▸ **Task to carry out**: Hunt through the lines below for the string "fragments" and copy each one that has it.

▸ **Record extracts**:
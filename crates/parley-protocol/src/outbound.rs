use serde::{Deserialize, Serialize};

use crate::error::Result;
use crate::ids::{LoadRequestId, MessageId, MessageUuid, OptionId, RequestId, RequestNonce};
use crate::types::{Attachment, ConfigOptions};

#[derive(Debug, Clone, PartialEq, Eq, Serialize, Deserialize)]
#[serde(rename_all = "camelCase")]
pub struct QuestionAnswer {
    pub question: String,
    #[serde(default)]
    pub selected: Vec<String>,
    #[serde(default, skip_serializing_if = "Option::is_none")]
    pub other: Option<String>,
}

/// Messages the transport sends to the server on behalf of the UI.
#[derive(Debug, Clone, PartialEq, Eq, Serialize, Deserialize)]
#[serde(tag = "type", rename_all = "snake_case", rename_all_fields = "camelCase")]
pub enum OutboundMessage {
    UserMessage {
        message_id: MessageId,
        text: String,
        attachments: Vec<Attachment>,
    },
    PermissionResponse {
        request_id: RequestId,
        approved: bool,
        #[serde(default, skip_serializing_if = "Option::is_none")]
        option_id: Option<OptionId>,
    },
    QuestionResponse {
        request_id: RequestId,
        answers: Vec<QuestionAnswer>,
    },
    Stop,
    LoadSession {
        load_request_id: LoadRequestId,
    },
    RewindPreview {
        target_message_id: MessageId,
        target_uuid: MessageUuid,
        request_nonce: RequestNonce,
    },
    RewindExecute {
        target_message_id: MessageId,
        target_uuid: MessageUuid,
        request_nonce: RequestNonce,
    },
    SetConfigOptions {
        options: ConfigOptions,
    },
}

impl OutboundMessage {
    pub fn to_json(&self) -> Result<String> {
        Ok(serde_json::to_string(self)?)
    }

    pub fn to_value(&self) -> Result<serde_json::Value> {
        Ok(serde_json::to_value(self)?)
    }
}
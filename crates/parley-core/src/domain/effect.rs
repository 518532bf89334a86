use parley_protocol::{MessageId, OutboundMessage, RequestId};

/// Side effects the reducer asks its owner to carry out.
#[derive(Debug, Clone, PartialEq)]
pub enum Effect {
    /// Hand a message to the transport.
    Send(OutboundMessage),
    /// The server refused a send; its draft is in `last_rejected_message`.
    DraftRejected { message_id: MessageId },
    /// A permission or question prompt now awaits the user.
    InteractiveRequest { request_id: RequestId },
}
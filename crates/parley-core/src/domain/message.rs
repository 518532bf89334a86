//! Conversation entries as the UI sees them.

use parley_protocol::{
    AgentPayload, Attachment, MessageId, Order, ToolUseId, WireChatMessage, WireContentBlock,
};
use strum::Display;

#[derive(Debug, Clone, Copy, PartialEq, Eq, Hash, Display)]
#[strum(serialize_all = "snake_case")]
pub enum MessageSource {
    User,
    Agent,
    /// Synthesized by this client; never replaced by a server delivery.
    Local,
}

#[derive(Debug, Clone, PartialEq)]
pub struct ChatMessage {
    pub id: MessageId,
    pub order: Order,
    pub source: MessageSource,
    pub payload: MessagePayload,
    pub timestamp: u64,
}

#[derive(Debug, Clone, PartialEq)]
pub enum MessagePayload {
    User {
        text: String,
        attachments: Vec<Attachment>,
    },
    Assistant {
        blocks: Vec<ContentBlock>,
    },
    ToolResult {
        tool_use_id: ToolUseId,
        content: String,
        is_error: bool,
    },
    System {
        subtype: Option<String>,
        text: String,
    },
    Error {
        message: String,
    },
    CompactBoundary {
        trigger: Option<String>,
        pre_tokens: Option<u64>,
    },
}

#[derive(Debug, Clone, PartialEq)]
pub enum ContentBlock {
    Text {
        text: String,
    },
    Thinking {
        /// Content-block index assigned by the model stream.
        index: u32,
        text: String,
        /// Still receiving deltas.
        open: bool,
    },
    ToolUse(ToolUseBlock),
}

#[derive(Debug, Clone, PartialEq)]
pub struct ToolUseBlock {
    pub tool_use_id: ToolUseId,
    pub name: String,
    pub input: serde_json::Value,
    /// Raw JSON text accumulated from streamed fragments.
    pub partial_input: String,
    pub streaming: bool,
}

impl ToolUseBlock {
    pub fn streaming(tool_use_id: ToolUseId, name: String) -> Self {
        Self {
            tool_use_id,
            name,
            input: serde_json::Value::Null,
            partial_input: String::new(),
            streaming: true,
        }
    }
}

impl ContentBlock {
    /// `None` for block types this client does not render.
    pub fn from_wire(block: WireContentBlock) -> Option<Self> {
        let block = match block {
            WireContentBlock::Text { text } => ContentBlock::Text { text },
            WireContentBlock::Thinking { index, thinking } => ContentBlock::Thinking {
                index,
                text: thinking,
                open: false,
            },
            WireContentBlock::ToolUse { id, name, input } => ContentBlock::ToolUse(ToolUseBlock {
                tool_use_id: id,
                name,
                input,
                partial_input: String::new(),
                streaming: false,
            }),
            WireContentBlock::Unsupported => return None,
        };
        Some(block)
    }
}

impl MessagePayload {
    /// Convert a complete agent payload. Streamed fragments and turn markers
    /// have no standalone entry and yield `None`.
    pub fn from_agent_payload(payload: AgentPayload) -> Option<(MessageSource, MessagePayload)> {
        match payload {
            AgentPayload::Assistant { content } => Some((
                MessageSource::Agent,
                MessagePayload::Assistant {
                    blocks: content.into_iter().filter_map(ContentBlock::from_wire).collect(),
                },
            )),
            AgentPayload::User {
                text, attachments, ..
            } => Some((MessageSource::User, MessagePayload::User { text, attachments })),
            AgentPayload::ToolResult {
                tool_use_id,
                content,
                is_error,
            } => Some((
                MessageSource::Agent,
                MessagePayload::ToolResult {
                    tool_use_id,
                    content,
                    is_error,
                },
            )),
            AgentPayload::System { subtype, text } => {
                Some((MessageSource::Agent, MessagePayload::System { subtype, text }))
            }
            AgentPayload::ToolUseStart { .. }
            | AgentPayload::InputJsonDelta { .. }
            | AgentPayload::ThinkingDelta { .. }
            | AgentPayload::Result { .. } => None,
        }
    }
}

/// Id used when the server omits one: unique per `(source, order)`.
pub fn derived_message_id(source: MessageSource, order: Order) -> MessageId {
    MessageId(format!("{source}-{order}"))
}

impl ChatMessage {
    pub fn user(
        id: MessageId,
        order: Order,
        text: String,
        attachments: Vec<Attachment>,
        timestamp: u64,
    ) -> Self {
        Self {
            id,
            order,
            source: MessageSource::User,
            payload: MessagePayload::User { text, attachments },
            timestamp,
        }
    }

    pub fn assistant(
        id: MessageId,
        order: Order,
        blocks: Vec<ContentBlock>,
        timestamp: u64,
    ) -> Self {
        Self {
            id,
            order,
            source: MessageSource::Agent,
            payload: MessagePayload::Assistant { blocks },
            timestamp,
        }
    }

    pub fn error_entry(order: Order, message: String, timestamp: u64) -> Self {
        Self {
            id: MessageId(format!("error-{order}")),
            order,
            source: MessageSource::Local,
            payload: MessagePayload::Error { message },
            timestamp,
        }
    }

    pub fn from_wire(wire: WireChatMessage) -> Option<Self> {
        let (source, payload) = MessagePayload::from_agent_payload(wire.message)?;
        Some(Self {
            id: wire.id,
            order: wire.order,
            source,
            payload,
            timestamp: wire.timestamp,
        })
    }

    pub fn blocks(&self) -> &[ContentBlock] {
        match &self.payload {
            MessagePayload::Assistant { blocks } => blocks,
            _ => &[],
        }
    }

    pub fn blocks_mut(&mut self) -> Option<&mut Vec<ContentBlock>> {
        match &mut self.payload {
            MessagePayload::Assistant { blocks } => Some(blocks),
            _ => None,
        }
    }

    pub fn tool_use(&self, tool_use_id: &ToolUseId) -> Option<&ToolUseBlock> {
        self.blocks().iter().find_map(|block| match block {
            ContentBlock::ToolUse(tool_use) if &tool_use.tool_use_id == tool_use_id => {
                Some(tool_use)
            }
            _ => None,
        })
    }

    pub fn tool_use_mut(&mut self, tool_use_id: &ToolUseId) -> Option<&mut ToolUseBlock> {
        self.blocks_mut()?.iter_mut().find_map(|block| match block {
            ContentBlock::ToolUse(tool_use) if &tool_use.tool_use_id == tool_use_id => {
                Some(tool_use)
            }
            _ => None,
        })
    }

    pub fn has_open_thinking(&self, index: u32) -> bool {
        self.blocks().iter().any(|block| {
            matches!(block, ContentBlock::Thinking { index: i, open: true, .. } if *i == index)
        })
    }

    /// Mark every streamed block of this message as finished.
    pub fn close_streaming_blocks(&mut self) {
        if let Some(blocks) = self.blocks_mut() {
            for block in blocks {
                match block {
                    ContentBlock::Thinking { open, .. } => *open = false,
                    ContentBlock::ToolUse(tool_use) => tool_use.streaming = false,
                    ContentBlock::Text { .. } => {}
                }
            }
        }
    }

    pub fn text(&self) -> Option<&str> {
        match &self.payload {
            MessagePayload::User { text, .. } | MessagePayload::System { text, .. } => {
                Some(text.as_str())
            }
            MessagePayload::Error { message } => Some(message.as_str()),
            _ => None,
        }
    }
}
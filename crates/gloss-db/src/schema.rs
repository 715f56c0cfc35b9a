//! # Mirrored Schema
//!
//! Static description of every table the sync engine replicates: its key,
//! the column that stamps local writes, and its full column list. Remote
//! changes are applied through these specs only, so a payload can never
//! write a column that does not exist.
//!
//! ```text
//! ┌───────────────────┬──────────────┬───────────────┬─────────────┐
//! │ table             │ key          │ stamp         │ append-only │
//! ├───────────────────┼──────────────┼───────────────┼─────────────┤
//! │ inventory         │ product_id   │ last_updated  │             │
//! │ inventory_logs    │ id           │ created_at    │     yes     │
//! │ (all others)      │ id           │ updated_at    │             │
//! └───────────────────┴──────────────┴───────────────┴─────────────┘
//! ```

/// One replicated table.
#[derive(Debug, Clone, Copy, PartialEq, Eq)]
pub struct TableSpec {
    pub name: &'static str,
    pub pk: &'static str,
    /// Column holding the time of the last local write.
    pub stamp: &'static str,
    /// Every column except `revision`.
    pub columns: &'static [&'static str],
    /// Rows are only ever inserted.
    pub append_only: bool,
}

impl TableSpec {
    pub fn has_column(&self, column: &str) -> bool {
        self.columns.contains(&column)
    }
}

const fn spec(
    name: &'static str,
    pk: &'static str,
    stamp: &'static str,
    columns: &'static [&'static str],
) -> TableSpec {
    TableSpec {
        name,
        pk,
        stamp,
        columns,
        append_only: false,
    }
}

/// Tables in parent-before-child order.
pub static TABLES: &[TableSpec] = &[
    spec(
        "categories",
        "id",
        "updated_at",
        &["id", "name", "description", "created_at", "updated_at"],
    ),
    spec(
        "products",
        "id",
        "updated_at",
        &[
            "id",
            "name",
            "sku",
            "price_cents",
            "cost_cents",
            "volume",
            "category_id",
            "show_in_pos",
            "image_url",
            "is_active",
            "created_at",
            "updated_at",
        ],
    ),
    spec(
        "inventory",
        "product_id",
        "last_updated",
        &[
            "product_id",
            "stock_quantity",
            "low_stock_threshold",
            "last_updated",
        ],
    ),
    TableSpec {
        name: "inventory_logs",
        pk: "id",
        stamp: "created_at",
        columns: &[
            "id",
            "product_id",
            "product_name",
            "change_type",
            "quantity_before",
            "quantity_after",
            "threshold_before",
            "threshold_after",
            "reason",
            "notes",
            "employee_id",
            "employee_name",
            "created_at",
        ],
        append_only: true,
    },
    spec(
        "services",
        "id",
        "updated_at",
        &[
            "id",
            "name",
            "description",
            "category_id",
            "price_cents",
            "labor_cost_type",
            "labor_cost_value",
            "duration_minutes",
            "show_in_pos",
            "created_at",
            "updated_at",
        ],
    ),
    spec(
        "service_variants",
        "id",
        "updated_at",
        &[
            "id",
            "service_id",
            "name",
            "sku",
            "price_cents",
            "duration_minutes",
            "sort_order",
            "created_at",
            "updated_at",
        ],
    ),
    spec(
        "service_recipes",
        "id",
        "updated_at",
        &[
            "id",
            "service_id",
            "variant_id",
            "product_id",
            "quantity",
            "updated_at",
        ],
    ),
    spec(
        "customers",
        "id",
        "updated_at",
        &[
            "id",
            "name",
            "phone",
            "email",
            "address",
            "notes",
            "loyalty_points",
            "created_at",
            "updated_at",
        ],
    ),
    spec(
        "customer_vehicles",
        "id",
        "updated_at",
        &[
            "id",
            "customer_id",
            "plate",
            "make",
            "model",
            "color",
            "size",
            "updated_at",
        ],
    ),
    spec(
        "roles",
        "id",
        "updated_at",
        &[
            "id",
            "name",
            "display_name",
            "permissions",
            "tags",
            "created_at",
            "updated_at",
        ],
    ),
    spec(
        "employees",
        "id",
        "updated_at",
        &[
            "id",
            "name",
            "username",
            "role_id",
            "phone",
            "email",
            "status",
            "pay_type",
            "pay_rate_cents",
            "commission_bps",
            "created_at",
            "updated_at",
        ],
    ),
    spec(
        "tickets",
        "id",
        "updated_at",
        &[
            "id",
            "name",
            "status",
            "subtotal_cents",
            "tax_rate_bps",
            "tax_cents",
            "total_cents",
            "payment_method",
            "customer_id",
            "created_at",
            "updated_at",
        ],
    ),
    spec(
        "ticket_items",
        "id",
        "updated_at",
        &[
            "id",
            "ticket_id",
            "item_type",
            "product_id",
            "service_id",
            "variant_id",
            "name",
            "quantity",
            "unit_price_cents",
            "unit_cost_cents",
            "duration_minutes",
            "crew_snapshot",
            "commission_cents",
            "position",
            "created_at",
            "updated_at",
        ],
    ),
    spec(
        "expenses",
        "id",
        "updated_at",
        &[
            "id",
            "description",
            "amount_cents",
            "category",
            "expense_date",
            "notes",
            "expense_type",
            "created_at",
            "updated_at",
        ],
    ),
    spec(
        "settings",
        "id",
        "updated_at",
        &[
            "id",
            "store_name",
            "store_address",
            "currency",
            "tax_rate",
            "notifications_enabled",
            "receipt_header",
            "receipt_footer",
            "printer_name",
            "theme",
            "updated_at",
        ],
    ),
];

/// Looks up a replicated table by name.
pub fn table(name: &str) -> Option<&'static TableSpec> {
    TABLES.iter().find(|t| t.name == name)
}

#[cfg(test)]
mod tests {
    use super::*;

    #[test]
    fn test_every_table_has_key_and_stamp_columns() {
        for t in TABLES {
            assert!(t.has_column(t.pk), "{} missing pk", t.name);
            assert!(t.has_column(t.stamp), "{} missing stamp", t.name);
            assert!(!t.has_column("revision"), "{} lists revision", t.name);
        }
    }

    #[test]
    fn test_lookup() {
        assert_eq!(table("inventory").map(|t| t.pk), Some("product_id"));
        assert!(table("inventory_logs").is_some_and(|t| t.append_only));
        assert!(table("sync_outbox").is_none());
    }
}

▸ **Answer to the exercise**:
    /// Raw JSON text accumulated from streamed fragments.
    /// Convert a complete agent payload. Streamed fragments and turn markers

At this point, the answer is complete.